Sqoop Simple concept:

1. Sqoop connector:

Sqoop connector, after Sqoop server starts, use the Client input command: Show connector, you can see Sqoop current connector as follows:


2. Sqoop Link:

A link needs a connector support, so the link's establishment needs to specify a connector (specify its ID, which can be seen from the code below); link is a layer of connector package can set parameters, such as for MySQL, You can set the MySQL driver name, link string, user name, password and so on, for HDFs, you can set the URI; The parameters you can set are as follows:

Hdfs:

Link configuration:linkconfig.uri,hdfs uri:nullfrom Job configuration:fromjobconfig.inputdirectory,input directory: Nulltojob configuration:tojobconfig.outputformat,output format:nulltojobconfig.compression,compression Format: Nulltojobconfig.customcompression,custom compression Format:nulltojobconfig.outputdirectory,output Directory:null


Jdbc:

Link configuration:linkconfig.jdbcdriver,jdbc Driver class:nulllinkconfig.connectionstring,jdbc Connection String: Nulllinkconfig.username,username:nulllinkconfig.password,password:nulllinkconfig.jdbcproperties,jdbc Connection Properties:nullfrom Database Configuration:fromjobconfig.schemaname,schema name:nullfromjobconfig.tablename,table Name:nullfromjobconfig.sql,table SQL statement:nullfromjobconfig.columns,table column names: Nullfromjobconfig.partitioncolumn,partition column Name:nullfromjobconfig.allownullvalueinpartitioncolumn,null Value allowed for the partition column:nullfromjobconfig.boundaryquery,boundary Query:nullto database configuration:to Jobconfig.schemaname,schema name:nulltojobconfig.tablename,table name:nulltojobconfig.sql,table SQL statement: nulltojobconfig.columns,table column Names:nulltojobconfig.stagetablename,stage Table name: Nulltojobconfig.shouldclearstagetable,should Clear Stage Table:null

Set link here, temporarily do not specify whether it is the source or the purpose (Sqoop data transmission is from a source to a purpose, and from to);

3. Sqoop Job:

The establishment of the Sqoop task requires the designation of two things, one: specifying the From and To,from and to only need to provide their corresponding link ID, and the other is to specify the specific parameters from and to (here the parameter refers to the larger variables, such as the input directory in HDFs, Table name or column string in JDBC, etc.);

Sqoop Java API:

0. Establish connector (this does not need to be established, after the configuration of the Sqoop will naturally have)

1. Establish link

1) before establishing link, check the existing link in the Sqoop client first:

Show link, you can see there is no link;

2) Create a link to HDFs:

        long Connectorid = 1;//        MLink link = createhdfslink (client,connectorid);
3) Create a JDBC Link: (Take MySQL for example)
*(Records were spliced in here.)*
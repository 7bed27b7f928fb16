//! Per-priority-lane wrapper over [`ThreadPool`], spec.md §4.E.

use std::sync::atomic::{AtomicBool, Ordering};
use std::sync::Arc;

use crate::threading::thread_pool::{PoolTask, ThreadPool};
use crate::threading::thread_util::TaskPriority;
use crate::time::TimeSource;

/// Three `ThreadPool` lanes, one per [`TaskPriority`], each sized to
/// `max(1, hardware_cores)` per spec.md §3 WorkerQueues.
pub struct WorkerTaskRunner {
    lanes: [ThreadPool; TaskPriority::COUNT],
    paused: AtomicBool,
}

impl WorkerTaskRunner {
    /// Build the three priority lanes, sharing `clock` across them.
    pub fn new(clock: Arc<dyn TimeSource>) -> Self {
        let lanes = [
            ThreadPool::new(None, TaskPriority::BestEffort, false, clock.clone(), "worker-best-effort"),
            ThreadPool::new(None, TaskPriority::UserVisible, false, clock.clone(), "worker-user-visible"),
            ThreadPool::new(None, TaskPriority::UserBlocking, false, clock, "worker-user-blocking"),
        ];
        Self {
            lanes,
            paused: AtomicBool::new(false),
        }
    }

    fn lane(&self, priority: TaskPriority) -> &ThreadPool {
        &self.lanes[priority.lane_index()]
    }

    /// Post an immediately-runnable task to `priority`'s lane.
    pub fn post(&self, task: PoolTask, priority: TaskPriority) -> bool {
        if self.paused.load(Ordering::Acquire) {
            return false;
        }
        self.lane(priority).post_task(task)
    }

    /// Post a task to run no earlier than `delay_sec` from now, on
    /// `priority`'s lane.
    pub fn post_delayed(&self, task: PoolTask, delay_sec: f64, priority: TaskPriority) -> bool {
        if self.paused.load(Ordering::Acquire) {
            return false;
        }
        self.lane(priority).post_delayed_task(delay_sec, task)
    }

    /// Pause or resume all lanes. While paused, `post`/`post_delayed` are
    /// rejected; already-queued tasks are not discarded.
    pub fn set_paused(&self, paused: bool) {
        self.paused.store(paused, Ordering::Release);
    }

    /// Whether the runner is currently paused.
    pub fn is_paused(&self) -> bool {
        self.paused.load(Ordering::Acquire)
    }

    /// Terminate every lane, cascading.
    pub fn terminate(&self) {
        for lane in &self.lanes {
            lane.terminate();
        }
    }
}

#[cfg(test)]
mod tests {
    use super::*;
    use crate::time::SystemTimeSource;
    use std::sync::mpsc;

    #[test]
    fn posts_land_on_requested_lane() {
        let runner = WorkerTaskRunner::new(Arc::new(SystemTimeSource::new()));
        let (tx, rx) = mpsc::channel();
        let tx2 = tx.clone();
        runner.post(Box::new(move || tx.send("best-effort").unwrap()), TaskPriority::BestEffort);
        runner.post(Box::new(move || tx2.send("user-blocking").unwrap()), TaskPriority::UserBlocking);
        let mut seen: Vec<_> = (0..2).map(|_| rx.recv().unwrap()).collect();
        seen.sort();
        assert_eq!(seen, vec!["best-effort", "user-blocking"]);
        runner.terminate();
    }

    #[test]
    fn paused_runner_rejects_posts() {
        let runner = WorkerTaskRunner::new(Arc::new(SystemTimeSource::new()));
        runner.set_paused(true);
        assert!(!runner.post(Box::new(|| {}), TaskPriority::UserVisible));
        runner.set_paused(false);
        assert!(runner.post(Box::new(|| {}), TaskPriority::UserVisible));
        runner.terminate();
    }
}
Long connectorid=2;//        MLink link = createmysqllink (client,connectorid);
4) View, Show Link:

2. Set up tasks:

0) View existing tasks: Show job, you can see there is no (default not)

1) Create job:

Set task//        long fromlinkid=1;//        long tolinkid=2;//        string input= "/user/fansy/name.data";//        string Tablename= "Test_name_age";//        String columns= "id,name,age";//        int mappers = 2;//        mjob job = Createjob ( client,fromlinkid,tolinkid,input,tablename,columns,mappers);//        System.out.println (job.getenabled ());
2) View tasks:


3. Start the task:

Start Task//        long jobId =1;//        startjob (client,jobid);

After you start a task, you can use the command show job--jid to view the status of the task, or on port 8088 (Hadoop task port), view the task, or call the function to view the status of the task.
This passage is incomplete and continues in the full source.